八人はエルティの住居に集まっていた。凛は横になっている。左肩に包帯。足首に湿布。動くなとつむぎに言われている。
「帰還の準備は明日以降にしましょう」
つむぎが端末を閉じながら言った。
「境界核の停止が安定しているか、最低でも二十四時間は経過を見たい。凛さんの傷もある」
「賛成」
セリアが頷いた。
「姉さまも——休ませてあげたい」
エルティは別室で眠っていた。境界核の停止とともに、二十年分の疲労が押し寄せたのだろう。夕方から目を覚まさない。
「つーか俺も限界」
イエヤスが壁に寄りかかったまま言った。
あかりがカメラのデータを確認していた。
「あの、今日の映像なんですけど……最後のところ、守護獣の足が降ってくる場面で、画面がすごくブレてて……」
「当たり前よ。あの状況で手ブレしないカメラマンがいたら逆に怖い」
凛が横になったまま言った。
「でも——音声は全部録れてます。凛さんの合図も、イエヤスさんがツルハシで受け止めた音も」
「十分ね」
凛が目を閉じた。
「明日——エルティさんが起きたら、今後のことを話そう。境界核が止まったこの世界がどうなるのか。帰還の手順。セリアがどうするか」
セリアが一瞬だけ体を硬くした。だがすぐに表情を戻した。
「そうですね」
凛はすぐに眠りに落ちた。イエヤス以上に限界だった。
しばらく誰も動かなかった。
イエヤスが凛の寝顔を見た。起きているときの鋭さが嘘のように、穏やかだった。左肩の包帯だけが今日あったことを物語っている。
イエヤスは上着を——凛にかけた。
ユアがそれを見ていた。
何も言わなかった。ただ、膝の上に置いた両手を、きゅっと握った。
つむぎも見ていた。端末の画面に目を落としたまま、視線だけが二人を追っていた。データを確認する指が、一瞬だけ止まっていた。

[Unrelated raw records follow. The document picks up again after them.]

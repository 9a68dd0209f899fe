//! Standing permission grants on a parent.

use serde::{Deserialize, Serialize};

use crate::{identity::Identity, permission::Permission};

/// The kind of subject a grant is addressed to.
#[derive(Debug, Clone, Copy, PartialEq, Eq, Hash, Serialize, Deserialize)]
#[serde(rename_all = "snake_case")]
pub enum SubjectType {
  User,
  Role,
  SystemRole,
}

#[derive(Debug, Clone, PartialEq, Eq, Hash, Serialize, Deserialize)]
pub struct GrantSubject {
  #[serde(rename = "type")]
  pub kind: SubjectType,
  pub id:   String,
}

/// A permission level assigned to a subject. Grants are not deduplicated;
/// the highest applicable permission wins when they are evaluated.
#[derive(Debug, Clone, PartialEq, Eq, Hash, Serialize, Deserialize)]
pub struct Grant {
  pub subject:    GrantSubject,
  pub permission: Permission,
  #[serde(default, skip_serializing_if = "Option::is_none")]
  pub origin:     Option<String>,
}

impl Grant {
  pub fn new(kind: SubjectType, id: impl Into<String>, permission: Permission) -> Self {
    Self {
      subject: GrantSubject { kind, id: id.into() },
      permission,
      origin: None,
    }
  }
}

/// The strongest permission any of `grants` gives `identity`.
pub fn highest_permission(grants: &[Grant], identity: &Identity) -> Option<Permission> {
  grants
    .iter()
    .filter(|g| identity.matches(&g.subject))
    .map(|g| g.permission)
    .max()
}
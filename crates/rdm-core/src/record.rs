//! Records and drafts: the published and editable forms of one version.
//!
//! Both are plain structs composed of named parts ([`VersionInfo`],
//! [`RecordAccess`], [`FileRefs`]). Each references exactly one
//! [`Parent`](crate::parent::Parent).

use chrono::{DateTime, Utc};
use serde::{Deserialize, Serialize};
use uuid::Uuid;

use crate::{
  Result,
  access::{RecordAccess, load_access},
  deletion::DeletionStatus,
};

// ─── Parts ───────────────────────────────────────────────────────────────────

/// Position of a version within its lineage. Assigned at publish time.
#[derive(Debug, Clone, Copy, PartialEq, Eq, Serialize, Deserialize)]
pub struct VersionInfo {
  /// 1-based version number; fixed once assigned.
  pub index: u32,
}

/// References to the file buckets of a version. Bucket contents are managed
/// elsewhere.
#[derive(Debug, Clone, Copy, PartialEq, Eq, Default, Serialize, Deserialize)]
pub struct FileRefs {
  #[serde(default)]
  pub enabled:         bool,
  #[serde(default)]
  pub bucket_id:       Option<Uuid>,
  #[serde(default)]
  pub media_bucket_id: Option<Uuid>,
}

impl FileRefs {
  /// A fresh set of buckets for a new version.
  pub fn fresh(enabled: bool) -> Self {
    Self {
      enabled,
      bucket_id: enabled.then(Uuid::new_v4),
      media_bucket_id: enabled.then(Uuid::new_v4),
    }
  }
}

// ─── Record ──────────────────────────────────────────────────────────────────

/// A published version. Metadata and version are fixed after publication;
/// only access and deletion status change, through validated transitions.
#[derive(Debug, Clone, PartialEq, Serialize, Deserialize)]
pub struct Record {
  pub id:              Uuid,
  pub parent_id:       Uuid,
  pub version:         VersionInfo,
  /// Opaque to this crate.
  pub metadata:        serde_json::Value,
  pub access:          RecordAccess,
  pub files:           FileRefs,
  pub deletion_status: DeletionStatus,
  pub created_at:      DateTime<Utc>,
  pub updated_at:      DateTime<Utc>,
  /// Optimistic-lock counter; 0 means not yet persisted.
  pub revision:        u32,
}

impl Record {
  /// Publish `draft` as a brand-new record with version `index`.
  pub fn from_draft(draft: &Draft, index: u32) -> Self {
    let now = Utc::now();
    Self {
      id:              draft.id,
      parent_id:       draft.parent_id,
      version:         VersionInfo { index },
      metadata:        draft.metadata.clone(),
      access:          draft.access.clone(),
      files:           draft.files,
      deletion_status: DeletionStatus::Published,
      created_at:      now,
      updated_at:      now,
      revision:        0,
    }
  }

  /// Copy the editable state of an edit draft back onto this record.
  pub fn apply_draft(&mut self, draft: &Draft) {
    self.metadata = draft.metadata.clone();
    self.access = draft.access.clone();
    self.files = draft.files;
    self.updated_at = Utc::now();
  }
}

// ─── Draft ───────────────────────────────────────────────────────────────────

/// An editable version. A draft editing a published record shares that
/// record's id; a first or new-version draft has its own.
#[derive(Debug, Clone, PartialEq, Serialize, Deserialize)]
pub struct Draft {
  pub id:         Uuid,
  pub parent_id:  Uuid,
  /// The published record this draft edits, if any.
  pub record_id:  Option<Uuid>,
  /// Present only for edit drafts; new versions get a number at publish.
  pub version:    Option<VersionInfo>,
  pub metadata:   serde_json::Value,
  pub access:     RecordAccess,
  pub files:      FileRefs,
  pub created_at: DateTime<Utc>,
  pub updated_at: DateTime<Utc>,
  pub revision:   u32,
}

/// Client-editable content of a draft.
#[derive(Debug, Clone, PartialEq, Default, Serialize, Deserialize)]
pub struct DraftInput {
  #[serde(default)]
  pub metadata:      serde_json::Value,
  #[serde(default)]
  pub access:        RecordAccess,
  #[serde(default)]
  pub files_enabled: bool,
}

impl DraftInput {
  /// Parse client JSON. Access is validated; metadata is taken as-is.
  pub fn from_json(mut value: serde_json::Value) -> Result<Self> {
    let access = value
      .get_mut("access")
      .map(serde_json::Value::take)
      .map(load_access)
      .transpose()?
      .unwrap_or_default();
    let metadata = value
      .get_mut("metadata")
      .map(serde_json::Value::take)
      .unwrap_or_default();
    let files_enabled = value
      .get("files_enabled")
      .and_then(serde_json::Value::as_bool)
      .unwrap_or(false);
    Ok(Self { metadata, access, files_enabled })
  }
}

impl Draft {
  /// The first draft of a new lineage.
  pub fn new(parent_id: Uuid, input: DraftInput) -> Self {
    let now = Utc::now();
    Self {
      id: Uuid::new_v4(),
      parent_id,
      record_id: None,
      version: None,
      metadata: input.metadata,
      access: input.access,
      files: FileRefs::fresh(input.files_enabled),
      created_at: now,
      updated_at: now,
      revision: 0,
    }
  }

  /// A draft that edits `record` in place.
  pub fn for_edit(record: &Record) -> Self {
    let now = Utc::now();
    Self {
      id:         record.id,
      parent_id:  record.parent_id,
      record_id:  Some(record.id),
      version:    Some(record.version),
      metadata:   record.metadata.clone(),
      access:     record.access.clone(),
      files:      record.files,
      created_at: now,
      updated_at: now,
      revision:   0,
    }
  }

  /// A draft for the next version after `record`. Metadata and access carry
  /// over; files start from empty buckets.
  pub fn for_new_version(record: &Record) -> Self {
    let now = Utc::now();
    Self {
      id:         Uuid::new_v4(),
      parent_id:  record.parent_id,
      record_id:  None,
      version:    None,
      metadata:   record.metadata.clone(),
      access:     record.access.clone(),
      files:      FileRefs::fresh(record.files.enabled),
      created_at: now,
      updated_at: now,
      revision:   0,
    }
  }

  /// Whether publishing this draft updates an existing record.
  pub fn is_edit(&self) -> bool { self.record_id.is_some() }

  pub fn apply_input(&mut self, input: DraftInput) {
    self.metadata = input.metadata;
    self.access = input.access;
    if input.files_enabled != self.files.enabled {
      self.files = FileRefs::fresh(input.files_enabled);
    }
    self.updated_at = Utc::now();
  }
}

あかりはリュックの中のカメラに手を伸ばしかけて——やめた。
セリアは窓の外を見ていた。夜空に星が出ている。エルフの世界の、澄んだ星空。何を見ているのか、その横顔からは読み取れなかった。
イエヤスだけが、何も気づいていなかった。
「……おやすみ」
誰にも聞こえない声で言って、壁に凭れたまま目を閉じた。